Главного советника президента — полковника Хауза в текущий момент заботило не соединение, а разъединение России и Германии. Помимо этого Хауз и его окружение боялись распространения коммунизма на Центральную и Западную Европу — тогда Россия становилась первым европейским гигантом.
Пока президент не принял окончательного решения. У Вудро Вильсона была завидная черта — он верил, что любая проблема, если подойти к ней рационально, отсечь привходящие обстоятельства и выделить главное звено, поддается решению. Возможно, этой верой объясняется его приказ секретарю американского посольства в Лондоне У. Батлеру обстоятельно познакомиться с дипломатическим представителем большевиков М. Литвиновым, чтобы проникнуть в сущность большевизма — нового явления, изменившего европейский политический ландшафт, ввести это явление в определенные рамки. Готовясь к Парижской мирной конференции, призванной подготовить мир с Германией, он постарался предусмотреть основные подводные камни.
БЕРЛИН
Немецкий историк Фридрих Майнеке писал другу после подписания перемирия: «Ужасное и отчаянное существование ожидает нас! И хотя моя ненависть к врагам, которые напоминают мне диких животных, сильна как никогда, столь же велика моя злость и возмущение теми германскими политиками, которые из-за своих предрассудков и глупости втянули нас в эту бездну. Несколько раз на протяжении войны мы могли заключить мирное соглашение, если бы не безграничные требования пангерманистско-милитаристско-консервативного комплекса, сделавшие такой мир невозможным. Ужасно и трагично то, что этот комплекс оказалось возможным разбить, только сокрушив само государство»
[425]
.
Запад — все три основные столицы, Лондон, Париж и Вашингтон — следил с величайшим вниманием за происходящим в сфере русско-германских отношений. При этом Запад готовился перенять у Германии контрольные функции на крайнем юге и на крайнем севере германской зоны оккупации — на Кавказе и в балтийских провинциях.
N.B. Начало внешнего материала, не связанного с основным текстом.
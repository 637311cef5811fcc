//! Access statistics subsystem.
//!
//! # Data Flow
//! ```text
//! connection handlers (concurrently)
//!     → aggregator.rs record(path) under a mutex
//!
//! shutdown:
//!     → aggregator.rs snapshot(top_n) → TopNSnapshot
//!     → report.rs (log events, report file)
//! ```
//!
//! # Design Decisions
//! - One explicitly constructed aggregator, shared by clone; no global state
//! - Paths are counted raw, query strings included
//! - Ties rank by first-seen order

pub mod aggregator;
pub mod report;

pub use aggregator::{PathCount, StatsAggregator, TopNSnapshot};
pub use report::{log_snapshot, render, write_report, ReportError};
//! Shutdown coordination for the proxy.

use std::time::Duration;

use tokio::sync::watch;

use crate::net::connection::ConnectionTracker;

/// Coordinator for graceful shutdown.
///
/// Holds a watch flag that the accept loop, every relay loop and the drain
/// step observe. Triggering is idempotent.
#[derive(Debug)]
pub struct Shutdown {
    tx: watch::Sender<bool>,
}

impl Shutdown {
    /// Create a new shutdown coordinator.
    pub fn new() -> Self {
        let (tx, _) = watch::channel(false);
        Self { tx }
    }

    /// Subscribe to the shutdown signal.
    pub fn subscribe(&self) -> ShutdownSignal {
        ShutdownSignal {
            rx: self.tx.subscribe(),
        }
    }

    /// Trigger the shutdown signal.
    pub fn trigger(&self) {
        if !self.tx.send_replace(true) {
            tracing::info!("Shutdown triggered");
        }
    }

    pub fn is_triggered(&self) -> bool {
        *self.tx.borrow()
    }

    /// Get the number of active subscribers.
    pub fn receiver_count(&self) -> usize {
        self.tx.receiver_count()
    }
}

impl Default for Shutdown {
    fn default() -> Self {
        Self::new()
    }
}

/// Receiving side of [`Shutdown`]. Cheap to clone.
#[derive(Debug, Clone)]
pub struct ShutdownSignal {
    rx: watch::Receiver<bool>,
}

impl ShutdownSignal {
    /// Whether shutdown has been requested.
    pub fn is_triggered(&self) -> bool {
        *self.rx.borrow()
    }

    /// Wait until shutdown is requested.
    ///
    /// Also resolves if the [`Shutdown`] was dropped without triggering,
    /// since nothing can trigger it any more.
    pub async fn recv(&mut self) {
        let _ = self.rx.wait_for(|triggered| *triggered).await;
    }
}

/// Wait up to `grace` for tracked connections to finish.
///
/// Returns the number of connections still open when the wait ended.
/// Connections are never cancelled here; their own socket timeouts end them.
pub async fn drain(tracker: &ConnectionTracker, grace: Duration) -> u64 {
    let active = tracker.active_count();
    if active == 0 {
        return 0;
    }

    tracing::info!(active, grace_secs = grace.as_secs_f64(), "Draining connections");
    match tokio::time::timeout(grace, tracker.wait_for_idle()).await {
        Ok(()) => {
            tracing::info!("All connections closed");
            0
        }
        Err(_) => {
            let remaining = tracker.active_count();
            tracing::warn!(remaining, "Grace period elapsed with connections still open");
            remaining
        }
    }
}
//! Observability subsystem.
//!
//! # Data Flow
//! ```text
//! All subsystems produce:
//!     → logging.rs (structured log events, per-connection spans)
//!     → metrics.rs (counters, gauges)
//!
//! Consumers:
//!     → stdout log stream
//!     → Metrics endpoint (Prometheus scrape), when enabled
//! ```
//!
//! # Design Decisions
//! - Connection id and peer address flow through a span, not every call
//! - Metrics are cheap (atomic increments) and no-ops when disabled

pub mod logging;
pub mod metrics;
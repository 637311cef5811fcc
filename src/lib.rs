//! Transparent forward proxy for plaintext HTTP.
//!
//! Accepts client connections, opens a matching connection to one fixed
//! upstream, optionally blocks or rewrites the first request line, relays
//! bytes in both directions and counts request paths for a shutdown report.
//!
//! ```text
//!   client ──▶ net::listener ──▶ net::handler ──▶ http::intercept ──▶ 403
//!                                     │
//!                                     ├──▶ net::upstream ──▶ 502
//!                                     │
//!                                     └──▶ net::relay ◀──▶ upstream target
//!
//!   net::handler ──▶ stats::aggregator ──(shutdown)──▶ stats::report
//! ```

pub mod config;
pub mod http;
pub mod lifecycle;
pub mod net;
pub mod observability;
pub mod server;
pub mod stats;

pub use config::ProxyConfig;
pub use lifecycle::Shutdown;
pub use server::ProxyServer;
pub use stats::{StatsAggregator, TopNSnapshot};
//! Failure injection tests for the forward proxy.

use std::time::Duration;

use relay_proxy::http::BAD_GATEWAY_RESPONSE;
use tokio::io::{AsyncReadExt, AsyncWriteExt};
use tokio::net::TcpStream;

mod common;
use common::{dead_address, get, send_request, start_mock_backend, test_config, TestProxy};

#[tokio::test]
async fn unreachable_target_yields_502_and_listener_survives() {
    let proxy = TestProxy::start(test_config(dead_address().await)).await;

    for _ in 0..3 {
        let response = send_request(proxy.addr, &get("/get")).await;
        assert_eq!(response, BAD_GATEWAY_RESPONSE);
    }
    let response = send_request(proxy.addr, &get("/status/200")).await;
    assert_eq!(response, BAD_GATEWAY_RESPONSE);

    let snapshot = proxy.stop().await;
    let rows: Vec<_> = snapshot.iter().map(|e| (e.path.as_str(), e.count)).collect();
    assert_eq!(rows, vec![("/get", 3), ("/status/200", 1)]);
}

#[tokio::test]
async fn silent_client_is_dropped_without_counting() {
    let (backend, _seen) = start_mock_backend("ok").await;
    let mut config = test_config(backend);
    config.timeouts.client_read_secs = 1;
    let proxy = TestProxy::start(config).await;

    let mut silent = TcpStream::connect(proxy.addr).await.unwrap();
    let mut buf = Vec::new();
    let n = tokio::time::timeout(Duration::from_secs(5), silent.read_to_end(&mut buf))
        .await
        .expect("proxy kept a silent client open")
        .unwrap_or(0);
    assert_eq!(n, 0);

    // The proxy still serves others.
    let response = send_request(proxy.addr, &get("/get")).await;
    assert!(response.starts_with(b"HTTP/1.1 200 OK"));

    let snapshot = proxy.stop().await;
    assert_eq!(snapshot.len(), 1);
    assert_eq!(proxy_count(&snapshot, "/get"), 1);
}

#[tokio::test]
async fn client_disconnect_mid_relay_does_not_affect_others() {
    let (backend, _seen) = start_mock_backend("ok").await;
    let proxy = TestProxy::start(test_config(backend)).await;

    let mut quitter = TcpStream::connect(proxy.addr).await.unwrap();
    quitter.write_all(&get("/quit")).await.unwrap();
    drop(quitter);

    let response = send_request(proxy.addr, &get("/stay")).await;
    assert!(response.ends_with(b"ok"));

    let snapshot = proxy.stop().await;
    assert_eq!(proxy_count(&snapshot, "/stay"), 1);
}

#[tokio::test]
async fn shutdown_stops_accepting() {
    let (backend, _seen) = start_mock_backend("ok").await;
    let proxy = TestProxy::start(test_config(backend)).await;
    let addr = proxy.addr;

    send_request(addr, &get("/before")).await;
    let snapshot = proxy.stop().await;
    assert_eq!(proxy_count(&snapshot, "/before"), 1);

    assert!(TcpStream::connect(addr).await.is_err());
}

fn proxy_count(snapshot: &relay_proxy::TopNSnapshot, path: &str) -> u64 {
    snapshot
        .iter()
        .find(|e| e.path == path)
        .map_or(0, |e| e.count)
}
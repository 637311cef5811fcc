//! Structured logging.
//!
//! # Responsibilities
//! - Initialize the tracing subscriber
//! - Let `RUST_LOG` override the configured level
//!
//! # Design Decisions
//! - Uses tracing crate for structured logging
//! - Connection events are emitted inside a per-connection span

use tracing_subscriber::{layer::SubscriberExt, util::SubscriberInitExt, EnvFilter};

/// Filter used when `RUST_LOG` is unset.
pub fn default_filter(level: &str) -> String {
    format!("relay_proxy={level},{level}")
}

/// Install the global subscriber. Call once, from the binary.
pub fn init_logging(level: &str) {
    tracing_subscriber::registry()
        .with(EnvFilter::try_from_default_env().unwrap_or_else(|_| default_filter(level).into()))
        .with(tracing_subscriber::fmt::layer())
        .init();
}
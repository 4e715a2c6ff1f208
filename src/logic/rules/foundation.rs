//! 組札 (Foundation) へのカード移動ルールを定義するよ。

use log::debug;

use super::common::{is_one_higher, is_one_lower, RankScale};
use crate::components::card::{Card, Rank, Suit};

/// Bisley の A 組札。A から上へ同じスートで積む。
/// A は最初から置いてあるので、空のときは何も受け付けないよ。
pub fn can_push_to_ace_foundation(suit: Option<Suit>, top: Option<&Card>, card: &Card) -> bool {
    let result = match top {
        Some(top) => Some(card.suit) == suit && is_one_higher(RankScale::Full, card.rank, top.rank),
        None => false,
    };
    debug!("[Foundation Rule] {} onto ace foundation ({:?}) -> {}", card, top.map(|c| c.to_string()), result);
    result
}

/// Bisley の K 組札。空なら同じスートの K だけ、あとは1つずつ下へ。
pub fn can_push_to_king_foundation(suit: Option<Suit>, top: Option<&Card>, card: &Card) -> bool {
    if Some(card.suit) != suit {
        return false;
    }
    match top {
        None => card.rank == Rank::King,
        Some(top) => is_one_lower(RankScale::Full, card.rank, top.rank),
    }
}

/// Besieged Fortress の組札。同じスートで短いデッキのものさしで1つ上。
/// A を引き抜かれて空になったときは、そのスートの A だけ戻せる。
pub fn can_push_to_fortress_foundation(suit: Option<Suit>, top: Option<&Card>, card: &Card) -> bool {
    if Some(card.suit) != suit {
        return false;
    }
    match top {
        None => card.is_ace(),
        Some(top) => is_one_higher(RankScale::Short, card.rank, top.rank),
    }
}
Отношение немцев к России в ноябре — декабре 1918 г. было сложным. Среди правящей группы германских политиков сушествовали различные мнения относительно того, как использовать страх Запада. Выделились две точки зрения.
Первая точка зрения базировалась на том, что в своем противостоянии победоносным западным союзникам немцам следует опереться на еще одну жертву войны — Россию (хотя и слабую, раздираемую внутренней смутой; Германия могла рассчитывать лишь на долгосрочную перспективу, на проникновение в будущем на хорошо знакомый ей русский рынок, обгоняя при этом Запад). Представители этой точки зрения считали, что акции Берлина поднимутся, если он предварительно сблизится с Москвой.